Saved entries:

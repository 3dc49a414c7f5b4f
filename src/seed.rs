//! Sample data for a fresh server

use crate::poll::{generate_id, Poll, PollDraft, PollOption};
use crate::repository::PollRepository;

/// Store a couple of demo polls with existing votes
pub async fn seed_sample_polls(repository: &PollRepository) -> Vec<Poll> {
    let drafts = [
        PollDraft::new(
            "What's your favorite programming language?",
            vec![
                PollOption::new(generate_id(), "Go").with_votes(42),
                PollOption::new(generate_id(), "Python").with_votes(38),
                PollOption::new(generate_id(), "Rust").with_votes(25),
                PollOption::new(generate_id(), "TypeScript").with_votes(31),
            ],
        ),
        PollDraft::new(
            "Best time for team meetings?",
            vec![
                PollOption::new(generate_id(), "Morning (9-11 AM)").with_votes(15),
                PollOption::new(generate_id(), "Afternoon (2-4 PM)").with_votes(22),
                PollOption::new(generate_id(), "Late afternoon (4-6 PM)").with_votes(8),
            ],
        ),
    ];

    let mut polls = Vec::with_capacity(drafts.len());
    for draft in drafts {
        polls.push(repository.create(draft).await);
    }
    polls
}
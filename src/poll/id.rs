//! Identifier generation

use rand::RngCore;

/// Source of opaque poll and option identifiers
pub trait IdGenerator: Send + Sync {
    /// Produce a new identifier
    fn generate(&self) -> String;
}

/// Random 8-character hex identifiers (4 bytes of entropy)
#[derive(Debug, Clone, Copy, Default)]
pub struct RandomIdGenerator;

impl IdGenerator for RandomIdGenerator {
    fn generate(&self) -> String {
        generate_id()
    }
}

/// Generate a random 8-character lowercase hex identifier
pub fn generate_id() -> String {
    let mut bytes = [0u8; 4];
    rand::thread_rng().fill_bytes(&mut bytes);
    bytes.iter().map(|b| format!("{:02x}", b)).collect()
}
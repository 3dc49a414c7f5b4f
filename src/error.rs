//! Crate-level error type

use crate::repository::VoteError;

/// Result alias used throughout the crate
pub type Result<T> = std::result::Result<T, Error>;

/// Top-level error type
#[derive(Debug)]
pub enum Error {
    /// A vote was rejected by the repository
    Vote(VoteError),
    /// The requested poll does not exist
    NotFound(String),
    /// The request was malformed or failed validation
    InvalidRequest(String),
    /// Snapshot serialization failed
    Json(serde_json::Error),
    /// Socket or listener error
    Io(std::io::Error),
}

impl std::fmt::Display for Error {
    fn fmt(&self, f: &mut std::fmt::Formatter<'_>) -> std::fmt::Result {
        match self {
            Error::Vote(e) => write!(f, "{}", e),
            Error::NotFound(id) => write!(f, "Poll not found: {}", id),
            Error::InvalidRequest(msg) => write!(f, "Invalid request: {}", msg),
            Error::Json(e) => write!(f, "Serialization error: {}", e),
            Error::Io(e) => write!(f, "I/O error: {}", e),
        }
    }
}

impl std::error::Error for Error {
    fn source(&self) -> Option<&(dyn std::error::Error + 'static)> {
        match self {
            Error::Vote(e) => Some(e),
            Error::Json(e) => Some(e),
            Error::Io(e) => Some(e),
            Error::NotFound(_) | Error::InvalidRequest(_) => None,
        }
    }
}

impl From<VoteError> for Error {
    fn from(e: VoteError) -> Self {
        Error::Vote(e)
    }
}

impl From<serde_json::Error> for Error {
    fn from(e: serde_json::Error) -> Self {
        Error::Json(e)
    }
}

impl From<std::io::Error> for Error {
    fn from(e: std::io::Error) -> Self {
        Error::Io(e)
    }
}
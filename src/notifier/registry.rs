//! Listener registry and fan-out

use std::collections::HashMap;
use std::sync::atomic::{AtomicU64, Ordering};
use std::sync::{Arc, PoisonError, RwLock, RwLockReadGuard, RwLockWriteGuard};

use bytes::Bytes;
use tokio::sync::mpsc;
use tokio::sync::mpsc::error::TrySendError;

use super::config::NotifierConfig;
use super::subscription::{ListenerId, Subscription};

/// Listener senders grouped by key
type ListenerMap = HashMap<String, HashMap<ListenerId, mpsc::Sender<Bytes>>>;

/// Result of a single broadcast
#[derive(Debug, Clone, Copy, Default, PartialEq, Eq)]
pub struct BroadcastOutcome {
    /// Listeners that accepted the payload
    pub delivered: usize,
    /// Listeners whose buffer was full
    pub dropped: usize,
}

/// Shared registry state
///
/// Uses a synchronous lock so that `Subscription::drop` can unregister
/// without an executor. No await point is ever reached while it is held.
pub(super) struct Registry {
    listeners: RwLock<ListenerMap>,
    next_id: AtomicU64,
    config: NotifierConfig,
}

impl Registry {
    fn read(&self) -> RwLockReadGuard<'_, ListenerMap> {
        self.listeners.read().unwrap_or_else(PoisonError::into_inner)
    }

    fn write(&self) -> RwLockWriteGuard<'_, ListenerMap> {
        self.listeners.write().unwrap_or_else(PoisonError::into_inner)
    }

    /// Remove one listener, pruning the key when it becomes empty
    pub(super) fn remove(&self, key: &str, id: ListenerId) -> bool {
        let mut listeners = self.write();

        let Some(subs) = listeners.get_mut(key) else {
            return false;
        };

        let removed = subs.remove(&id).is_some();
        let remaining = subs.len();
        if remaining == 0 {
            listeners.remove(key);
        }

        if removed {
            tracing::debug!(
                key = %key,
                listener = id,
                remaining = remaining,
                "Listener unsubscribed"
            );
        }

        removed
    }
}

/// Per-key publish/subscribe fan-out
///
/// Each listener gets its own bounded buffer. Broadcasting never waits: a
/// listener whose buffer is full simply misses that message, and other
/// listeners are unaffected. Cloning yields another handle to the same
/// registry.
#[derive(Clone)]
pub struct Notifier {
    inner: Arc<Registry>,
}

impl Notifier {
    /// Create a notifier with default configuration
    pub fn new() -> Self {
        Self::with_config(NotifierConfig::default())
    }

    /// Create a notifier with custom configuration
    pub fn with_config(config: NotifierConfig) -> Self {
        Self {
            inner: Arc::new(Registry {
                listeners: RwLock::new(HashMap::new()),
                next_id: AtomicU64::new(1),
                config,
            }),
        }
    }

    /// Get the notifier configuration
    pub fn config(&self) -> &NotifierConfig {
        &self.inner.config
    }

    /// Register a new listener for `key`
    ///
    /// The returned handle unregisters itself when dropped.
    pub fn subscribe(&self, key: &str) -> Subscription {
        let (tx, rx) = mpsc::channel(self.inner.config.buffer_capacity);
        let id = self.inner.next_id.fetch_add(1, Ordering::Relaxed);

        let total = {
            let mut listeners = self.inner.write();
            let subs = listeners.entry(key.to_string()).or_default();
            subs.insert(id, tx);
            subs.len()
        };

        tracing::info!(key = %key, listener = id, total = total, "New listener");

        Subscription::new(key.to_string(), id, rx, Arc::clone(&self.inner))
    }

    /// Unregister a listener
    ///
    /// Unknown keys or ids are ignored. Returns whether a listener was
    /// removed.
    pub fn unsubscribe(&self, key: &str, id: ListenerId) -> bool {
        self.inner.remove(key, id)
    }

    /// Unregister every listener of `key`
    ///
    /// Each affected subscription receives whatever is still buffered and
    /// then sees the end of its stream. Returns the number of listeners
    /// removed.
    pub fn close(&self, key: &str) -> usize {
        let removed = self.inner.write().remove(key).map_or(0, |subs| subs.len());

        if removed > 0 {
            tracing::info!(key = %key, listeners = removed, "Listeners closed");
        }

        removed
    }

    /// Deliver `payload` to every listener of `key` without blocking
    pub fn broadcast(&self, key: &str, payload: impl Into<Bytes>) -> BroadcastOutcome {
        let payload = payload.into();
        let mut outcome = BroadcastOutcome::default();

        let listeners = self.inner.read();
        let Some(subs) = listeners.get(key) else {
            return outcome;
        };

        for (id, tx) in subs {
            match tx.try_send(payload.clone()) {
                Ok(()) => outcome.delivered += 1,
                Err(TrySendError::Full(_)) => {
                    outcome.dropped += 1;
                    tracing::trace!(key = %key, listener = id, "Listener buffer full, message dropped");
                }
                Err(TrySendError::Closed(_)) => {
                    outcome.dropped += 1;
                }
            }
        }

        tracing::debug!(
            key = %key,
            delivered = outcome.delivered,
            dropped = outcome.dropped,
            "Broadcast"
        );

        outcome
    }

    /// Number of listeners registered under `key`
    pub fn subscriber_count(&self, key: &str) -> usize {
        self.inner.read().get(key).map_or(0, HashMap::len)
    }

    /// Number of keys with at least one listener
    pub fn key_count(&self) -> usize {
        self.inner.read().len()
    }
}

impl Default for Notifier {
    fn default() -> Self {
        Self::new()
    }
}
==
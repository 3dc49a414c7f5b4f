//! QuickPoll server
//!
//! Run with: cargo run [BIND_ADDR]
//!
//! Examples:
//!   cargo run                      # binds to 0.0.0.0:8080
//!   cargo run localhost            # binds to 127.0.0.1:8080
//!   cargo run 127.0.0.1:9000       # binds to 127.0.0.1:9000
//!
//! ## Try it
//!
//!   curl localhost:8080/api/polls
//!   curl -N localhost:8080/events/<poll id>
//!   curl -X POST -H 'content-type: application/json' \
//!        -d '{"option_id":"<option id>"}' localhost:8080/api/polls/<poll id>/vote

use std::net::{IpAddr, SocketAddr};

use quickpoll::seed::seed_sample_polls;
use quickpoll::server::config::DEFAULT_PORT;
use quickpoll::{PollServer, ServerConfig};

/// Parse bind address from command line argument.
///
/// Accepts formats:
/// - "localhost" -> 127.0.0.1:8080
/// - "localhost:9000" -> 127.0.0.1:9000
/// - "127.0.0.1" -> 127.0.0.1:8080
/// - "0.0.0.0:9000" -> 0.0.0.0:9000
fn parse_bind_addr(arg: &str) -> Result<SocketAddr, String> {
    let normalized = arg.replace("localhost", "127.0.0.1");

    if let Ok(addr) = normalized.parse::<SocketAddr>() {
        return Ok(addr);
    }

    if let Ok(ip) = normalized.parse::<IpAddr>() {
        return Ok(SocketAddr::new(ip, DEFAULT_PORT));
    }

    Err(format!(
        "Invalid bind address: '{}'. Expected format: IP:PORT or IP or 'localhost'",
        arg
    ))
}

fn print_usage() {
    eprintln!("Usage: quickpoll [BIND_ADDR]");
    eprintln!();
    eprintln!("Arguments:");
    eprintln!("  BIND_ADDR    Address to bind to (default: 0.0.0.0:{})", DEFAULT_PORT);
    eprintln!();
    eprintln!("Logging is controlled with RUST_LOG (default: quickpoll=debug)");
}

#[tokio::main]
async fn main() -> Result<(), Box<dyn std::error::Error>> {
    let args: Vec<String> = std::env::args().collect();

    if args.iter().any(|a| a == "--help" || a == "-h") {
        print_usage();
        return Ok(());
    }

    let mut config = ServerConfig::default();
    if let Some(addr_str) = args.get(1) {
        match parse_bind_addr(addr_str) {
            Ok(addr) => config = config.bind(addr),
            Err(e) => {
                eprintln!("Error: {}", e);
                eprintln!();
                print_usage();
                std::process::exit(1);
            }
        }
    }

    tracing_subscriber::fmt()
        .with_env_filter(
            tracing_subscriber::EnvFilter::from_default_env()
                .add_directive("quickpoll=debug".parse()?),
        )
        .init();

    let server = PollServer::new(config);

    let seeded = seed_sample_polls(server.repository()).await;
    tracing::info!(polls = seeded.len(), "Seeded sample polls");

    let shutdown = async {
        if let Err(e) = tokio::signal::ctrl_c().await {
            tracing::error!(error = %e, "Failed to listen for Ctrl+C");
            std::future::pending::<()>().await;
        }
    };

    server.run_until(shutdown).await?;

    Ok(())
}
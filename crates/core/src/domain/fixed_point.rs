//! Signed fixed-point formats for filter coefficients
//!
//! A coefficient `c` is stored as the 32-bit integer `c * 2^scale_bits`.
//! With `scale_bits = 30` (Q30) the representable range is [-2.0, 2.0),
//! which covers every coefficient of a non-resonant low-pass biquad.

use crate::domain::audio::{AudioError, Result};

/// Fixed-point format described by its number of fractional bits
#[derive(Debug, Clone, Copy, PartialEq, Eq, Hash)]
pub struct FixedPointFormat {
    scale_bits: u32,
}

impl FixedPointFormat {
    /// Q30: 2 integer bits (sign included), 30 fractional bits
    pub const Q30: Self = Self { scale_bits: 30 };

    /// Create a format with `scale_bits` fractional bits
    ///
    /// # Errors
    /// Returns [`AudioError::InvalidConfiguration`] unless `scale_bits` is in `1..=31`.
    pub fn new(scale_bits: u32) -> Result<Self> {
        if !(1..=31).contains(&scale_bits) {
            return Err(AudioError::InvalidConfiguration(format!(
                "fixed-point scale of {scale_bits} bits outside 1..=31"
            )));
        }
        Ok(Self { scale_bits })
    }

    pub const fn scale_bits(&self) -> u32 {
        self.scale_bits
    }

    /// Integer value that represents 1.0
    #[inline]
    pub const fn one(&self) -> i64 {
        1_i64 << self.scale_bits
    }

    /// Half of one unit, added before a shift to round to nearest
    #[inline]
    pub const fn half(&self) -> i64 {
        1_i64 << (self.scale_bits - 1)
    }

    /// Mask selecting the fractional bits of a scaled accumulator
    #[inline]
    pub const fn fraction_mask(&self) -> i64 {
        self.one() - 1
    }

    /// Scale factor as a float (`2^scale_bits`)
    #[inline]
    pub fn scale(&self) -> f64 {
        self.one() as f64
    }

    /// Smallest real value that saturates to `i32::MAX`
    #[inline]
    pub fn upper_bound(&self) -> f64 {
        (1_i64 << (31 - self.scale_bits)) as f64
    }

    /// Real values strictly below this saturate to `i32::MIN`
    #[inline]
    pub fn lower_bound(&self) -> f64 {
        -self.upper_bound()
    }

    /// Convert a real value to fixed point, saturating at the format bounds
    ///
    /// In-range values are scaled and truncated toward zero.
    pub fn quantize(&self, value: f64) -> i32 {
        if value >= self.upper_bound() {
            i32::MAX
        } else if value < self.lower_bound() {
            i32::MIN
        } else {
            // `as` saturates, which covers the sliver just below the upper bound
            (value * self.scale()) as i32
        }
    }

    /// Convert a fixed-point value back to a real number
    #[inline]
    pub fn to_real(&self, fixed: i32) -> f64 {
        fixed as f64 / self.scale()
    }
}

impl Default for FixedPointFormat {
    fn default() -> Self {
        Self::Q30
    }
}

DIRECTIONS FOR THIS TASK: Working through the entries line by line, count those containing "covers" and report only the number.

TASK RESULT: 2